## EXERCISE GOAL
Filter these entries down to the lines that hold the word "struct", and show each of them.

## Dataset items
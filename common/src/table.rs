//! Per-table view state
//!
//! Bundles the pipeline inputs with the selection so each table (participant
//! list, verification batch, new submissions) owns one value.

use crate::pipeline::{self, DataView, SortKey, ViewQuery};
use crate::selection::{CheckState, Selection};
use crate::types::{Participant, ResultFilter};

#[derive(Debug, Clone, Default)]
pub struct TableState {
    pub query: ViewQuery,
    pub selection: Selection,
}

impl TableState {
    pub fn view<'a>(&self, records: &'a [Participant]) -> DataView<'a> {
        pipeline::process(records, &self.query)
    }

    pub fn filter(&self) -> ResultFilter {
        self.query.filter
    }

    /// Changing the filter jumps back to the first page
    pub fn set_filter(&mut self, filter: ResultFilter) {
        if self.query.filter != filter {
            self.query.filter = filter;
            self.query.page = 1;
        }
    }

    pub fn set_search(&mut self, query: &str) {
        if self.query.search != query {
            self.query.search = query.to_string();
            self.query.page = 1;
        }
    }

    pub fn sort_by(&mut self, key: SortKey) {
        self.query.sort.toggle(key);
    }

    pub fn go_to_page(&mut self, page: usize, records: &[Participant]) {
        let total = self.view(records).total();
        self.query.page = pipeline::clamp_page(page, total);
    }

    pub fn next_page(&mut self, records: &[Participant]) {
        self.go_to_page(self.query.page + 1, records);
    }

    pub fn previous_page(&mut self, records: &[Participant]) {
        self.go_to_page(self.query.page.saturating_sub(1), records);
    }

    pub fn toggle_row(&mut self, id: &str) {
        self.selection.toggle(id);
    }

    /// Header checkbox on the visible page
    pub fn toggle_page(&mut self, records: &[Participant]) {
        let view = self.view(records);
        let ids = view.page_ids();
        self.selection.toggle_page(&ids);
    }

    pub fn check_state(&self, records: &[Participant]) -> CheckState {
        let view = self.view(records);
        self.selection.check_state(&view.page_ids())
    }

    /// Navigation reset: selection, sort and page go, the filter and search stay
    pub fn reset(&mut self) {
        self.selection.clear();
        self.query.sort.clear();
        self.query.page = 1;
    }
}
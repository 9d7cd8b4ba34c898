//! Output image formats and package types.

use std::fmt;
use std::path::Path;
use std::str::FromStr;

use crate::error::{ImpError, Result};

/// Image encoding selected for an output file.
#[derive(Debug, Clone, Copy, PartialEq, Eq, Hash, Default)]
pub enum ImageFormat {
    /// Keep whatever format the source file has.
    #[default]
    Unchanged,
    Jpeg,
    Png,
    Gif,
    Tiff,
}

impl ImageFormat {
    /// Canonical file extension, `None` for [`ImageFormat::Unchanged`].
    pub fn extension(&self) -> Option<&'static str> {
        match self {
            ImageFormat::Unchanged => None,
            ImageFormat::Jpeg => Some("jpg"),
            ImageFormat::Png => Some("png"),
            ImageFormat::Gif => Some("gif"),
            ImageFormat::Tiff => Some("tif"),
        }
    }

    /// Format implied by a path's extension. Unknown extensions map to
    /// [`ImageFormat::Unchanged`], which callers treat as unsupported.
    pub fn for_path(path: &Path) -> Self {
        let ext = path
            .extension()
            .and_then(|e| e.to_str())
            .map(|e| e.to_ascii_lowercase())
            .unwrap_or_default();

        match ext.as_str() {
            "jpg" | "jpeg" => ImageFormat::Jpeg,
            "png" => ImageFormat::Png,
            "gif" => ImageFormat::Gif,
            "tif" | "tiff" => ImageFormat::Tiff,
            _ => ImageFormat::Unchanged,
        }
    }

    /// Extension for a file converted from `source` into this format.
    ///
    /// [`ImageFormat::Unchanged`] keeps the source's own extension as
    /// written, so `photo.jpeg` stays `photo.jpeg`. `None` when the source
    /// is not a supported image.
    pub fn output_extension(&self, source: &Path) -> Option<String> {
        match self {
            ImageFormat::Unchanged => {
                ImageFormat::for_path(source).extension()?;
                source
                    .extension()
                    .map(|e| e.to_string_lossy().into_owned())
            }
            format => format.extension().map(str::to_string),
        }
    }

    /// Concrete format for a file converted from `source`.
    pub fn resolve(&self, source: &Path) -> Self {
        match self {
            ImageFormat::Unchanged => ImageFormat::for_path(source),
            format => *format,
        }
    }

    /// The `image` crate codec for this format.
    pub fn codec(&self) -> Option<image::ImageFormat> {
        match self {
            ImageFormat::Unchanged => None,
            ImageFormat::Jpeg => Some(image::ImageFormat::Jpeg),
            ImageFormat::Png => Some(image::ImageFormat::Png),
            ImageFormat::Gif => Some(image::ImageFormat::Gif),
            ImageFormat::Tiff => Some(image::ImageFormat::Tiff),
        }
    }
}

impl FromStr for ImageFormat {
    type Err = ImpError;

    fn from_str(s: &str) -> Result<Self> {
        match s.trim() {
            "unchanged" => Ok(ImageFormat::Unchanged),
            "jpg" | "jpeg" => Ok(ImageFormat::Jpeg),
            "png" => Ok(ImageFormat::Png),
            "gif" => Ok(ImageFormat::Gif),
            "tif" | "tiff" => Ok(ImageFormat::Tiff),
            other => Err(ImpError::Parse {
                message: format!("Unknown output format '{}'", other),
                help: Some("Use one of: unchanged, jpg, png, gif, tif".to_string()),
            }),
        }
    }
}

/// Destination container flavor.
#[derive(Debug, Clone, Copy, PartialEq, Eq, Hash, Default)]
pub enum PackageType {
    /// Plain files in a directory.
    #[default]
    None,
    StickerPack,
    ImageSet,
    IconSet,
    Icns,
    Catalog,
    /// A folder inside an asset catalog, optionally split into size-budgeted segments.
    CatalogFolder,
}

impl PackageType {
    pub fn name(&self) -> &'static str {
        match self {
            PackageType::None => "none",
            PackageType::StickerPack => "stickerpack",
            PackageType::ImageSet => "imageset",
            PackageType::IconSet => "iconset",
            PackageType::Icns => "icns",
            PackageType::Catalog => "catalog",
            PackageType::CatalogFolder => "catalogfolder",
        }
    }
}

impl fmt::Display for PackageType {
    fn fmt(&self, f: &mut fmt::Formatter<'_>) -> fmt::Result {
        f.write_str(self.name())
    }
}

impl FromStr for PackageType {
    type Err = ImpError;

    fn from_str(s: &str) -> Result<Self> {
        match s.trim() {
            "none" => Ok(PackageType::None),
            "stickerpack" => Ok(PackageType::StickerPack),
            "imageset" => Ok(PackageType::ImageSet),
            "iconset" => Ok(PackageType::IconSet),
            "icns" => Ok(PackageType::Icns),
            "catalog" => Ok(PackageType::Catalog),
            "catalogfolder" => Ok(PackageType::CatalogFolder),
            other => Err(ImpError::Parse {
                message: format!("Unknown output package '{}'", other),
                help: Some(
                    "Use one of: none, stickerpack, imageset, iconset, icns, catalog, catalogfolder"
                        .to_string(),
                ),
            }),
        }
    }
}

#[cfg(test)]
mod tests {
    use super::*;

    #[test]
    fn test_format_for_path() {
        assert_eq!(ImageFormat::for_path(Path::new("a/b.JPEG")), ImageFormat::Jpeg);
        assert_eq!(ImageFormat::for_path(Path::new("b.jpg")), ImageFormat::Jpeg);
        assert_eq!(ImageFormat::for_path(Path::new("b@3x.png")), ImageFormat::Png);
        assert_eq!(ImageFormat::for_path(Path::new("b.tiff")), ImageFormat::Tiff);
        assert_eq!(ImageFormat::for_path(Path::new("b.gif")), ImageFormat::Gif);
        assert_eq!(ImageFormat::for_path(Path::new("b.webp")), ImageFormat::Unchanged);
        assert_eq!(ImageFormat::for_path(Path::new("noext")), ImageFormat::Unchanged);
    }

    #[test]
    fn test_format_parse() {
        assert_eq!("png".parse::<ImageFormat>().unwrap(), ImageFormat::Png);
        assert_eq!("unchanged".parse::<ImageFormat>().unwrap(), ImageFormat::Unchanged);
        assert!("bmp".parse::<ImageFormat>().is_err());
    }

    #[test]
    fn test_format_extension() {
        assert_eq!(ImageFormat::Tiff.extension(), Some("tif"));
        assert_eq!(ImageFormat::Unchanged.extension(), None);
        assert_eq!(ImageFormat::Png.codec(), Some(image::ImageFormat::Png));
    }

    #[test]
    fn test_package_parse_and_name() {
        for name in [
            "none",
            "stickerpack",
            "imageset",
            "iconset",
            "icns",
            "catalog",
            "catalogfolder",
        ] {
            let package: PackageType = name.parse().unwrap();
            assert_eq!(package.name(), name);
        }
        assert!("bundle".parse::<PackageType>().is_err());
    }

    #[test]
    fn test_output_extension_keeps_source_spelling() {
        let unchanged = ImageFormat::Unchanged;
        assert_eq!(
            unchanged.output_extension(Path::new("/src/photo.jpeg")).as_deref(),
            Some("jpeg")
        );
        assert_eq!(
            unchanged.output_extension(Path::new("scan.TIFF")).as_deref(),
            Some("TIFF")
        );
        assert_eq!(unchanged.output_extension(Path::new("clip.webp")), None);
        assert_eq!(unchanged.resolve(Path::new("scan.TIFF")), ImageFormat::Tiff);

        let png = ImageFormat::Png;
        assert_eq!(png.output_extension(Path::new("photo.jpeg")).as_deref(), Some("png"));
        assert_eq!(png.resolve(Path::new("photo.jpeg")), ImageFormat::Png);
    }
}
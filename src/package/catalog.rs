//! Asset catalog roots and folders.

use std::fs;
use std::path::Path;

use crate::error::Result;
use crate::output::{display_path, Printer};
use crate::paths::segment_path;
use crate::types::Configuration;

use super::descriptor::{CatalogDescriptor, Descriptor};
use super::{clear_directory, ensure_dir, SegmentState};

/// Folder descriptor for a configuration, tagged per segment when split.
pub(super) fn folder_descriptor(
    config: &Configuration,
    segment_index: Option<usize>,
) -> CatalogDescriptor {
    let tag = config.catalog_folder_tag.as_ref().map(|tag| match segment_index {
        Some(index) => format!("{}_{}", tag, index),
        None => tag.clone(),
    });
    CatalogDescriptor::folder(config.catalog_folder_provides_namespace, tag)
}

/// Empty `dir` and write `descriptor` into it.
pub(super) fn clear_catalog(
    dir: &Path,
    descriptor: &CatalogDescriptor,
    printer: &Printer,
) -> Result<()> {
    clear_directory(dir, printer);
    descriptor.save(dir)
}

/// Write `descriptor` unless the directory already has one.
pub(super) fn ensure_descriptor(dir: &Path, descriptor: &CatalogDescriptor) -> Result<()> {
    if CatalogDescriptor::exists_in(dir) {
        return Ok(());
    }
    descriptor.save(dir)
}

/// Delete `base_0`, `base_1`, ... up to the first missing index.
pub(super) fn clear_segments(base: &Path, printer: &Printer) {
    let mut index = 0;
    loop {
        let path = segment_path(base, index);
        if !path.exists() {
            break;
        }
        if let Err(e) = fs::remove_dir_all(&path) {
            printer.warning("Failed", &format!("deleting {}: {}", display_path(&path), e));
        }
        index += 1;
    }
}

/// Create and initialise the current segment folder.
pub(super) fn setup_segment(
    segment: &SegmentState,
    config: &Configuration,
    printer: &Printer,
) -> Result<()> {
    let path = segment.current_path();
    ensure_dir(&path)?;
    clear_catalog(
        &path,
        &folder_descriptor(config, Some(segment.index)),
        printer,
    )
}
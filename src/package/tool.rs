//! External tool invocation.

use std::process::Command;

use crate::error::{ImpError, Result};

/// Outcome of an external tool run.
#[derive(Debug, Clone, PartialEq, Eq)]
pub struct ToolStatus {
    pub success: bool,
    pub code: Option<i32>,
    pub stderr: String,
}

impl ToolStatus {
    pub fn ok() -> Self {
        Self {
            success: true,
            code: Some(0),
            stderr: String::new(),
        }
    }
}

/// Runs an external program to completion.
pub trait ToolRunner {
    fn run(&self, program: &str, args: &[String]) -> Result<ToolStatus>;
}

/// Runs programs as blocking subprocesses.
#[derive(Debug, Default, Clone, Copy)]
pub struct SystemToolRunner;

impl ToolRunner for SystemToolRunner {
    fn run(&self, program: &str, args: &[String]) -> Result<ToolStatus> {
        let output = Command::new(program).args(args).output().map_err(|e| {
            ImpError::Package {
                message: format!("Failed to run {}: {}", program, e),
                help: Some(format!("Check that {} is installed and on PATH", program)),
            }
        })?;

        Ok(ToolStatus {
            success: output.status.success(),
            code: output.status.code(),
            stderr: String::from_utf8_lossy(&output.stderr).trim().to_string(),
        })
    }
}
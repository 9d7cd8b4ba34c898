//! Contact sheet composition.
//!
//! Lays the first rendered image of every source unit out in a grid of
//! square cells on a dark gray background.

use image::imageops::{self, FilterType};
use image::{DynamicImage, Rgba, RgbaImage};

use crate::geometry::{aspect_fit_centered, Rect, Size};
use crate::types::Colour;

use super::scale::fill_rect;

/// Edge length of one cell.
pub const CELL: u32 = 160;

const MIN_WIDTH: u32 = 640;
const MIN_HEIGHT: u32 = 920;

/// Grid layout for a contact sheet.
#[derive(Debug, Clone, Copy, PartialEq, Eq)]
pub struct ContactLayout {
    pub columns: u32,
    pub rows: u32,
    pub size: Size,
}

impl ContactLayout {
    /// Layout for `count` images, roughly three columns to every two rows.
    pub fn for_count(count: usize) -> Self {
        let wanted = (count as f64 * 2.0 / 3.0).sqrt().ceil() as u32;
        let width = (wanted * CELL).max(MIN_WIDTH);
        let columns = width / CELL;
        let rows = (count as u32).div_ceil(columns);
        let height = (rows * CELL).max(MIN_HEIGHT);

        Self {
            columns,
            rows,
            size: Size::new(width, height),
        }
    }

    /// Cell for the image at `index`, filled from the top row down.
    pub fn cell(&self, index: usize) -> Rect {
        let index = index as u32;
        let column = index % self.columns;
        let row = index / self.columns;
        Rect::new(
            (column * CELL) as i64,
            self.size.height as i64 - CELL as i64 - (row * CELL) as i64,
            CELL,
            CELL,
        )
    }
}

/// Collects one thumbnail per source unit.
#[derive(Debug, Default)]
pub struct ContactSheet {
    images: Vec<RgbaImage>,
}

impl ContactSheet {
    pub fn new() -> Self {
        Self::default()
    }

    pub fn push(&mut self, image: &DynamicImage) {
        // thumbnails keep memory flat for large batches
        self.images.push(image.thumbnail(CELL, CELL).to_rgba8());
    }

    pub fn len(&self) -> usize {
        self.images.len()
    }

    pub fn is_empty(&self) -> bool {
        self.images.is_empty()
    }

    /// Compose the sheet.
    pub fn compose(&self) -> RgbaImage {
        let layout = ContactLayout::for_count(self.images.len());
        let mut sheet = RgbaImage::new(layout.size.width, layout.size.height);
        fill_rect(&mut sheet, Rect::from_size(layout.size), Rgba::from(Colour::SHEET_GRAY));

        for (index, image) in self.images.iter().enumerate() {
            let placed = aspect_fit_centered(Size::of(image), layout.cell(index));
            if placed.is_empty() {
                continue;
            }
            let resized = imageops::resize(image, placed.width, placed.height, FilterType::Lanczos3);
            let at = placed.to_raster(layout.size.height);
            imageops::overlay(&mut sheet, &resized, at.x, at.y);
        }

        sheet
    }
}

## RESPONSE TO THIS TASK
pub struct TableState {
pub struct ToolStatus {
pub struct SystemToolRunner;
pub struct ContactLayout {
pub struct ContactSheet {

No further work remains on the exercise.